Diversity Fellowships Support Junior Faculty With Research
by Melanie A. Farmer
This past year’s recipients of Columbia’s Professional Schools Diversity Research Fellowships have pursued a wide range of challenging topics. They range from Alzheimer’s disease to human physiological responses to threat to wind turbine power systems.
The fellowships, established in 2006, provide faculty members in the professional schools with funding for research and scholarship during the early stages of their careers. This year’s awards went to 20 junior faculty members from eight different professional schools, who received up to $25,000 in funding each to investigate topics in their fields.
The fellowships reflect the University’s goal of supporting the development of a diverse faculty. They are primarily intended for professors in disciplines in which women and minorities are underrepresented.
“The faculty are central to Columbia’s intellectual life,” said Geraldine Downey, vice provost for diversity initiatives. “[We will] continue to focus on fostering an inclusive community of scholars in all areas of the University, but we also intend to examine ways to support junior and mid-career faculty development and academic leadership.”
The research grants give these early-career academics the chance to pursue sometimes unconventional research. Stacey Sutton’s fellowship, for example, will allow her to study commercial revitalization through the lens of small businesses.

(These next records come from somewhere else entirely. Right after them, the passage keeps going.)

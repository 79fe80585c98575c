//! Wire protocol between portal clients and the portal server.
//!
//! Two primitives travel over the stream, both big-endian:
//! - a raw 4-byte signed integer
//! - a string list: `outer_length:i32`, then `outer_length` bytes holding
//!   `count:i32` followed by `count` entries of `(len:i32, len bytes of UTF-8)`
//!
//! The outer length bounds how much a reader pulls for one frame; the body
//! buffer only grows with bytes that actually arrive. A full exchange is one
//! string-list frame from the client (the request), then one integer (status)
//! and one two-element string-list frame (`[stdout, stderr]`) from the server.

use tokio::io::{AsyncRead, AsyncReadExt, AsyncWrite, AsyncWriteExt};

use crate::error::PortalError;

/// Size of every length and count prefix.
const PREFIX_LEN: usize = 4;

fn map_eof(e: std::io::Error) -> PortalError {
    if e.kind() == std::io::ErrorKind::UnexpectedEof {
        PortalError::TruncatedStream
    } else {
        PortalError::Io(e)
    }
}

/// Read exactly four bytes as a signed integer.
pub async fn read_i32<R: AsyncRead + Unpin>(reader: &mut R) -> crate::Result<i32> {
    reader.read_i32().await.map_err(map_eof)
}

/// Write exactly four bytes.
pub async fn write_i32<W: AsyncWrite + Unpin>(writer: &mut W, value: i32) -> crate::Result<()> {
    writer.write_i32(value).await?;
    writer.flush().await?;
    Ok(())
}

/// Read one string-list frame.
pub async fn read_strings<R: AsyncRead + Unpin>(reader: &mut R) -> crate::Result<Vec<String>> {
    let outer = read_i32(reader).await?;
    read_body(reader, outer).await
}

/// Like [`read_strings`], but a stream that closes before its first byte yields `None`.
pub async fn read_strings_if_any<R>(reader: &mut R) -> crate::Result<Option<Vec<String>>>
where
    R: AsyncRead + Unpin,
{
    let mut prefix = [0u8; PREFIX_LEN];
    let first = reader.read(&mut prefix).await?;
    if first == 0 {
        return Ok(None);
    }
    reader
        .read_exact(&mut prefix[first..])
        .await
        .map_err(map_eof)?;
    read_body(reader, i32::from_be_bytes(prefix)).await.map(Some)
}

async fn read_body<R: AsyncRead + Unpin>(reader: &mut R, outer: i32) -> crate::Result<Vec<String>> {
    let outer = usize::try_from(outer)
        .map_err(|_| PortalError::MalformedFrame(format!("negative frame length {outer}")))?;
    if outer < PREFIX_LEN {
        return Err(PortalError::MalformedFrame(format!(
            "frame length {outer} cannot hold an item count"
        )));
    }

    let mut body = Vec::new();
    reader.take(outer as u64).read_to_end(&mut body).await?;
    if body.len() < outer {
        return Err(PortalError::TruncatedStream);
    }
    decode_strings(&body)
}

/// Write one string-list frame; returns once the whole frame is written.
pub async fn write_strings<W, S>(writer: &mut W, strings: &[S]) -> crate::Result<()>
where
    W: AsyncWrite + Unpin,
    S: AsRef<str>,
{
    let frame = encode_strings(strings)?;
    writer.write_all(&frame).await?;
    writer.flush().await?;
    Ok(())
}

/// Encode a string list including its outer length prefix.
pub fn encode_strings<S: AsRef<str>>(strings: &[S]) -> crate::Result<Vec<u8>> {
    let body_len = PREFIX_LEN
        + strings
            .iter()
            .map(|s| PREFIX_LEN + s.as_ref().len())
            .sum::<usize>();
    let outer = i32::try_from(body_len).map_err(|_| PortalError::FrameTooLarge(body_len))?;
    let count = i32::try_from(strings.len()).map_err(|_| PortalError::FrameTooLarge(body_len))?;

    let mut frame = Vec::with_capacity(PREFIX_LEN + body_len);
    frame.extend_from_slice(&outer.to_be_bytes());
    frame.extend_from_slice(&count.to_be_bytes());
    for s in strings {
        let bytes = s.as_ref().as_bytes();
        // Fits: each item is bounded by the already-checked total.
        frame.extend_from_slice(&(bytes.len() as i32).to_be_bytes());
        frame.extend_from_slice(bytes);
    }
    Ok(frame)
}

/// Decode a frame body (everything after the outer length).
pub fn decode_strings(body: &[u8]) -> crate::Result<Vec<String>> {
    let mut cursor = Cursor { buf: body, pos: 0 };
    let count = cursor.length("item count")?;
    // Every entry needs at least its own prefix, so cap the preallocation.
    let mut strings = Vec::with_capacity(count.min(body.len() / PREFIX_LEN));
    for index in 0..count {
        let len = cursor.length("item length")?;
        let bytes = cursor.take(len).ok_or_else(|| {
            PortalError::MalformedFrame(format!("item {index} overruns the frame"))
        })?;
        let s = String::from_utf8(bytes.to_vec())
            .map_err(|e| PortalError::MalformedFrame(format!("item {index}: {e}")))?;
        strings.push(s);
    }
    if cursor.pos != body.len() {
        return Err(PortalError::MalformedFrame(format!(
            "{} trailing bytes after {count} items",
            body.len() - cursor.pos
        )));
    }
    Ok(strings)
}

struct Cursor<'a> {
    buf: &'a [u8],
    pos: usize,
}

impl<'a> Cursor<'a> {
    fn take(&mut self, n: usize) -> Option<&'a [u8]> {
        let end = self.pos.checked_add(n)?;
        let slice = self.buf.get(self.pos..end)?;
        self.pos = end;
        Some(slice)
    }

    fn length(&mut self, what: &str) -> crate::Result<usize> {
        let raw = self
            .take(PREFIX_LEN)
            .ok_or_else(|| PortalError::MalformedFrame(format!("missing {what}")))?;
        let value = i32::from_be_bytes([raw[0], raw[1], raw[2], raw[3]]);
        usize::try_from(value)
            .map_err(|_| PortalError::MalformedFrame(format!("negative {what} {value}")))
    }
}

/// A tool invocation: the tool name followed by its arguments.
#[derive(Debug, Clone, PartialEq, Eq)]
pub struct Request {
    pub tool: String,
    pub args: Vec<String>,
}

impl Request {
    pub fn new(tool: impl Into<String>, args: Vec<String>) -> Self {
        Self {
            tool: tool.into(),
            args,
        }
    }

    /// Build a request from a decoded frame; element 0 is the tool name.
    pub fn from_strings(mut strings: Vec<String>) -> crate::Result<Self> {
        if strings.is_empty() {
            return Err(PortalError::EmptyRequest);
        }
        let tool = strings.remove(0);
        Ok(Self {
            tool,
            args: strings,
        })
    }

    pub async fn read_from<R: AsyncRead + Unpin>(reader: &mut R) -> crate::Result<Self> {
        Self::from_strings(read_strings(reader).await?)
    }

    /// Read a request, or `None` if the peer hung up without sending anything.
    pub async fn read_if_any<R: AsyncRead + Unpin>(reader: &mut R) -> crate::Result<Option<Self>> {
        match read_strings_if_any(reader).await? {
            Some(strings) => Self::from_strings(strings).map(Some),
            None => Ok(None),
        }
    }

    pub async fn write_to<W: AsyncWrite + Unpin>(&self, writer: &mut W) -> crate::Result<()> {
        let mut strings = Vec::with_capacity(self.args.len() + 1);
        strings.push(self.tool.as_str());
        strings.extend(self.args.iter().map(String::as_str));
        write_strings(writer, &strings).await
    }
}

/// Outcome of one tool invocation, output fully buffered.
#[derive(Debug, Clone, Default, PartialEq, Eq)]
pub struct Response {
    pub status: i32,
    pub stdout: String,
    pub stderr: String,
}

impl Response {
    /// Status plus a single diagnostic line on stderr.
    pub fn failure(status: i32, message: impl std::fmt::Display) -> Self {
        Self {
            status,
            stdout: String::new(),
            stderr: format!("{message}\n"),
        }
    }

    pub async fn read_from<R: AsyncRead + Unpin>(reader: &mut R) -> crate::Result<Self> {
        let status = read_i32(reader).await?;
        let strings = read_strings(reader).await?;
        let [stdout, stderr]: [String; 2] = strings.try_into().map_err(|v: Vec<String>| {
            PortalError::MalformedFrame(format!("expected 2 output streams, got {}", v.len()))
        })?;
        Ok(Self {
            status,
            stdout,
            stderr,
        })
    }

    /// Status and both outputs as one contiguous write.
    pub async fn write_to<W: AsyncWrite + Unpin>(&self, writer: &mut W) -> crate::Result<()> {
        let mut buf = self.status.to_be_bytes().to_vec();
        buf.extend(encode_strings(&[&self.stdout, &self.stderr])?);
        writer.write_all(&buf).await?;
        writer.flush().await?;
        Ok(())
    }
}

#[cfg(test)]
mod tests {
    use super::*;
    use tokio::io::duplex;

    async fn round_trip(list: Vec<String>) -> Vec<String> {
        let (mut a, mut b) = duplex(64 * 1024);
        write_strings(&mut a, &list).await.unwrap();
        read_strings(&mut b).await.unwrap()
    }

    #[tokio::test]
    async fn test_string_list_round_trip() {
        let cases = vec![
            vec![],
            vec![String::new()],
            vec!["javac".to_string(), "-d".to_string(), "out".to_string()],
            vec!["dup".to_string(), "dup".to_string(), String::new()],
            vec!["ünïcødé ✓".to_string(), "tab\tnew\nline\0nul".to_string()],
        ];
        for list in cases {
            assert_eq!(round_trip(list.clone()).await, list);
        }
    }

    #[tokio::test]
    async fn test_i32_round_trip_extremes() {
        let (mut a, mut b) = duplex(64);
        for n in [0, 1, -1, i32::MIN, i32::MAX, 127] {
            write_i32(&mut a, n).await.unwrap();
            assert_eq!(read_i32(&mut b).await.unwrap(), n);
        }
    }

    #[test]
    fn test_encode_layout() {
        let frame = encode_strings(&["ab", ""]).unwrap();
        // outer = 4 (count) + (4 + 2) + (4 + 0)
        assert_eq!(
            frame,
            vec![0, 0, 0, 14, 0, 0, 0, 2, 0, 0, 0, 2, b'a', b'b', 0, 0, 0, 0]
        );
    }

    #[tokio::test]
    async fn test_read_i32_truncated() {
        let (mut a, mut b) = duplex(64);
        a.write_all(&[0, 0]).await.unwrap();
        drop(a);
        assert!(matches!(
            read_i32(&mut b).await,
            Err(PortalError::TruncatedStream)
        ));
    }

    #[tokio::test]
    async fn test_read_strings_truncated_body() {
        let (mut a, mut b) = duplex(64);
        // Declares 100 bytes but delivers 8 before closing
        a.write_all(&[0, 0, 0, 100, 0, 0, 0, 1, 0, 0, 0, 5])
            .await
            .unwrap();
        drop(a);
        assert!(matches!(
            read_strings(&mut b).await,
            Err(PortalError::TruncatedStream)
        ));
    }

    #[tokio::test]
    async fn test_huge_declared_length_with_short_body() {
        let (mut a, mut b) = duplex(64);
        // "GET " read as a length is over a gigabyte; only a few bytes follow
        a.write_all(b"GET / HTTP/1.1\r\n").await.unwrap();
        drop(a);
        assert!(matches!(
            read_strings(&mut b).await,
            Err(PortalError::TruncatedStream)
        ));
    }

    #[tokio::test]
    async fn test_request_absent_when_peer_sends_nothing() {
        let (a, mut b) = duplex(64);
        drop(a);
        assert_eq!(Request::read_if_any(&mut b).await.unwrap(), None);
    }

    #[tokio::test]
    async fn test_request_split_prefix_is_still_read() {
        let (mut a, mut b) = duplex(64);
        let frame = encode_strings(&["echo", "hi"]).unwrap();
        let reader = tokio::spawn(async move { Request::read_if_any(&mut b).await });
        // Deliver the length prefix one byte at a time
        for byte in &frame[..PREFIX_LEN] {
            a.write_all(&[*byte]).await.unwrap();
            tokio::task::yield_now().await;
        }
        a.write_all(&frame[PREFIX_LEN..]).await.unwrap();
        let request = reader.await.unwrap().unwrap();
        assert_eq!(request, Some(Request::new("echo", vec!["hi".to_string()])));
    }

    #[tokio::test]
    async fn test_partial_prefix_is_truncated() {
        let (mut a, mut b) = duplex(64);
        a.write_all(&[0, 0]).await.unwrap();
        drop(a);
        assert!(matches!(
            Request::read_if_any(&mut b).await,
            Err(PortalError::TruncatedStream)
        ));
    }

    #[tokio::test]
    async fn test_read_strings_negative_length() {
        let (mut a, mut b) = duplex(64);
        a.write_all(&(-8i32).to_be_bytes()).await.unwrap();
        assert!(matches!(
            read_strings(&mut b).await,
            Err(PortalError::MalformedFrame(_))
        ));
    }

    #[test]
    fn test_decode_item_overrun() {
        // count 1, item claims 10 bytes, only 2 present
        let body = [0, 0, 0, 1, 0, 0, 0, 10, b'h', b'i'];
        assert!(matches!(
            decode_strings(&body),
            Err(PortalError::MalformedFrame(msg)) if msg.contains("overruns")
        ));
    }

    #[test]
    fn test_decode_trailing_bytes() {
        let body = [0, 0, 0, 0, 0xff];
        assert!(matches!(
            decode_strings(&body),
            Err(PortalError::MalformedFrame(msg)) if msg.contains("trailing")
        ));
    }

    #[test]
    fn test_decode_invalid_utf8() {
        let body = [0, 0, 0, 1, 0, 0, 0, 2, 0xc3, 0x28];
        assert!(matches!(
            decode_strings(&body),
            Err(PortalError::MalformedFrame(_))
        ));
    }

    #[test]
    fn test_request_from_empty_frame() {
        assert!(matches!(
            Request::from_strings(vec![]),
            Err(PortalError::EmptyRequest)
        ));
    }

    #[tokio::test]
    async fn test_request_and_response_exchange() {
        let (mut client, mut server) = duplex(4096);
        let request = Request::new("echo", vec!["hello".to_string()]);
        request.write_to(&mut client).await.unwrap();
        assert_eq!(Request::read_from(&mut server).await.unwrap(), request);

        let response = Response {
            status: 3,
            stdout: "hello\n".to_string(),
            stderr: "warning\n".to_string(),
        };
        response.write_to(&mut server).await.unwrap();
        assert_eq!(Response::read_from(&mut client).await.unwrap(), response);
    }

    #[tokio::test]
    async fn test_response_with_wrong_arity() {
        let (mut a, mut b) = duplex(256);
        write_i32(&mut a, 0).await.unwrap();
        write_strings(&mut a, &["only-stdout"]).await.unwrap();
        assert!(matches!(
            Response::read_from(&mut b).await,
            Err(PortalError::MalformedFrame(msg)) if msg.contains("got 1")
        ));
    }
}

An assistant professor of urban planning at the Graduate School of Architecture, Planning and Preservation, she wants to know more about how neighborhood-based small business owners organize and what incentives there may be for them to act collectively.
Working together “goes against the conventional notion of entrepreneurs as being these rugged individuals,” but small business owners have done so when there is a threat of displacement or crime, Sutton says. Her research will investigate what other factors might trigger collective action or organizing among businesses, and how that fits into commercial revitalization. “We use the same nomenclature to categorize various forms of neighborhood business development. We really don’t have a clear sense, or much empirical work, that focuses on neighborhood-based small businesses, how and when they change, and implications for communities,” she says. Sutton, who joined Columbia in 2006, is also working on a book about small businesses in the Fort Greene neighborhood of Brooklyn, N.Y.
The beach towns of Jaco, Costa Rica, and Sayulita, Mexico, are at the center of Clara Irazábal’s research exploring the particulars of coastal real-estate tourist development and planning. Irazábal, who joined Columbia in August 2008 as assistant professor of international urban planning from University of Southern California, chose the two cities because both have seen a recent spike in tourism and real estate development. There are lessons to be learned, says Irazábal, from examining the two towns’ rapid, unplanned growth and some of the negative effects poor development practices have had on multiple fronts, including their natural environment, the towns’ infrastructures and affordable housing. “It has become painfully evident that in too many cases not only is tourist development not benefiting the locals,” she says, “but it is often exacerbating social inequalities while causing fundamental damages to the natural and cultural assets which serve as tourist attractions in the first place.” Irazábal will examine ways proper planning can satisfy environmental and economic needs as well as respect the city’s cultural identity.
While living in Alaska, Mark Preston worked as a manager in child welfare services, and he began thinking about the work environment, a process that brought him to his current studies on work motivation and stress in human service and social service organizations. The fellowship will support a new laboratory experiment and field survey to determine the interactive effects of task complexity, job control and goal-oriented feedback on work-related stress and motivation. Preston’s ultimate research objective is to help public sector and social service organizations create a work environment that improves worker well-being by minimizing stress and maximizing work motivation. “If you can handle people’s stress, you don’t need to deal with [employees] burning out,” adds Preston, assistant professor of social work. “Why wait for the person to get into an accident and send them to the emergency room if you could do things preventively?”
An integral component of Stavroula Kousteni’s research focuses on age-related bone loss that is not due to estrogen deficiency, which begins in women as early as their mid-40s. Her lab has already found common mechanisms linking the biology of aging with the development of osteoporosis. One major aspect in this process, says Kousteni, is the production of reactive oxygen species (ROS), small molecules that during levels of high stress can cause a failure of the cells that fight oxidative stress. The diversity fellowship will allow her to do a study that looks for a link between pathways that regulate oxidative stress and longevity and bone mass under the control of a protein called Sirtuin1 and its target FoxO1, which both modify ROS. If the results are what she thinks, Kousteni says, this “may form a basis for a novel approach to osteoporosis therapy.”